France will allow U.S. film director Ron Howard to shoot scenes in the famed Louvre museum for a film adaptation of the worldwide bestseller The Da Vinci Code, the Culture Ministry said on Friday.

The movie version of Dan Brown's thriller will feature Tom Hanks as Professor Robert Langdon and is scheduled to start shooting in May, according to the Internet Movie Database.

Asked about plans to shoot in the Louvre in summer, a spokesman for the Culture Ministry said: "Yes, it is scheduled to go ahead. There is no problem."

A production team has already visited the Louvre to select locations in its Grand Gallery, where the opening of the novel is set, according to the daily newspaper Le Parisien.

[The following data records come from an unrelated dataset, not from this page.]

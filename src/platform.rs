//! Host collaborator interfaces.
//!
//! The push platform itself (service worker registration, the Push API,
//! the vendor permission object, notification display) belongs to the host
//! runtime. This crate consumes it through these traits.

use anyhow::Result;
use async_trait::async_trait;
use std::sync::Arc;

use crate::service_worker::DisplayOptions;
use crate::subscription::Subscription;

/// Notification permission as reported by the platform.
#[derive(Debug, Clone, Copy, PartialEq, Eq)]
pub enum PermissionState {
    /// Neither granted nor denied yet ("default").
    Undetermined,
    /// User allowed notifications.
    Granted,
    /// User blocked notifications.
    Denied,
}

impl PermissionState {
    /// Parse the platform's permission string.
    pub fn from_platform(value: &str) -> Self {
        match value {
            "granted" => Self::Granted,
            "denied" => Self::Denied,
            _ => Self::Undetermined,
        }
    }
}

/// Standard Push API surface (`navigator.serviceWorker` + `PushManager`).
#[async_trait]
pub trait PushManager: Send + Sync {
    /// Register the service worker script.
    async fn register_service_worker(&self, script_path: &str) -> Result<()>;

    /// Ask the user for notification permission.
    async fn request_permission(&self) -> Result<PermissionState>;

    /// Subscribe with the server's application key (raw bytes).
    async fn subscribe(&self, application_server_key: &[u8]) -> Result<Subscription>;

    /// Current subscription, if any.
    async fn get_subscription(&self) -> Result<Option<Subscription>>;

    /// Drop the subscription. Returns `false` if the platform refused.
    async fn unsubscribe(&self, subscription: &Subscription) -> Result<bool>;
}

/// Permission record returned by the vendor permission object.
#[derive(Debug, Clone, PartialEq, Eq)]
pub struct VendorPermission {
    /// Permission state.
    pub permission: PermissionState,
    /// Vendor device token, present once granted.
    pub device_token: Option<String>,
}

/// Vendor (Safari remote notification) permission object.
#[async_trait]
pub trait VendorPushNotification: Send + Sync {
    /// Current permission for a website push id.
    async fn permission(&self, website_push_id: &str) -> Result<VendorPermission>;

    /// Prompt the user. Resolves once, when the user has responded.
    async fn request_permission(
        &self,
        web_service_url: &str,
        website_push_id: &str,
    ) -> Result<VendorPermission>;
}

/// Notification display surface of the service worker context.
#[async_trait]
pub trait NotificationDisplay: Send + Sync {
    /// Show a notification.
    async fn show_notification(&self, title: &str, options: &DisplayOptions) -> Result<()>;

    /// Open a window on the given URL (notification click).
    async fn open_window(&self, url: &str) -> Result<()>;
}

/// Capability probe over the host runtime.
pub trait HostRuntime: Send + Sync {
    /// The standard push manager, if the platform exposes one.
    fn push_manager(&self) -> Option<Arc<dyn PushManager>>;

    /// The vendor permission object, if the platform exposes one.
    fn vendor_push(&self) -> Option<Arc<dyn VendorPushNotification>>;
}

/// Result of the one-time capability probe.
#[derive(Clone)]
pub enum PlatformCapability {
    /// Standard Push API available.
    Standard(Arc<dyn PushManager>),
    /// Only vendor push available.
    Vendor(Arc<dyn VendorPushNotification>),
    /// No push support.
    Unsupported,
}

impl std::fmt::Debug for PlatformCapability {
    fn fmt(&self, f: &mut std::fmt::Formatter<'_>) -> std::fmt::Result {
        match self {
            Self::Standard(_) => write!(f, "Standard"),
            Self::Vendor(_) => write!(f, "Vendor"),
            Self::Unsupported => write!(f, "Unsupported"),
        }
    }
}

impl PlatformCapability {
    /// Probe the runtime. The standard Push API wins when both exist.
    pub fn probe(runtime: &dyn HostRuntime) -> Self {
        if let Some(manager) = runtime.push_manager() {
            Self::Standard(manager)
        } else if let Some(vendor) = runtime.vendor_push() {
            Self::Vendor(vendor)
        } else {
            Self::Unsupported
        }
    }
}

#[cfg(test)]
mod tests {
    use super::*;

    #[test]
    fn test_permission_from_platform() {
        assert_eq!(PermissionState::from_platform("granted"), PermissionState::Granted);
        assert_eq!(PermissionState::from_platform("denied"), PermissionState::Denied);
        assert_eq!(PermissionState::from_platform("default"), PermissionState::Undetermined);
    }

    struct NoPush;

    impl HostRuntime for NoPush {
        fn push_manager(&self) -> Option<Arc<dyn PushManager>> {
            None
        }

        fn vendor_push(&self) -> Option<Arc<dyn VendorPushNotification>> {
            None
        }
    }

    #[test]
    fn test_probe_unsupported() {
        assert!(matches!(
            PlatformCapability::probe(&NoPush),
            PlatformCapability::Unsupported
        ));
    }
}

Officials at the Louvre were not immediately available for comment.

Interest in The Da Vinci Code has spawned a side industry of specialized tours of Paris exploring the book's locations and the theories surrounding the work of Leonardo da Vinci, whose most famous painting -- the Mona Lisa -- hangs in the Louvre.

France wants to attract film crews to its monuments and museums to boost tourism and provide jobs for thousands of local showbusiness workers, who staged protests at the Cannes film festival last year over cuts to their welfare benefits.

The Louvre last allowed filming in its miles of galleries in 1999 for "Belphegor," a classic French mystery tale of a ghost who haunts the Louvre and steals precious artefacts.

Filming usually takes place at night and on Tuesdays, when the museum is closed to the public.

The Da Vinci Code, which the IMDb said is scheduled for release in 2006, is not the first movie directed by Howard with Hanks in the lead. The two U.S. stars also teamed up for the 1995 film hit "Apollo 13."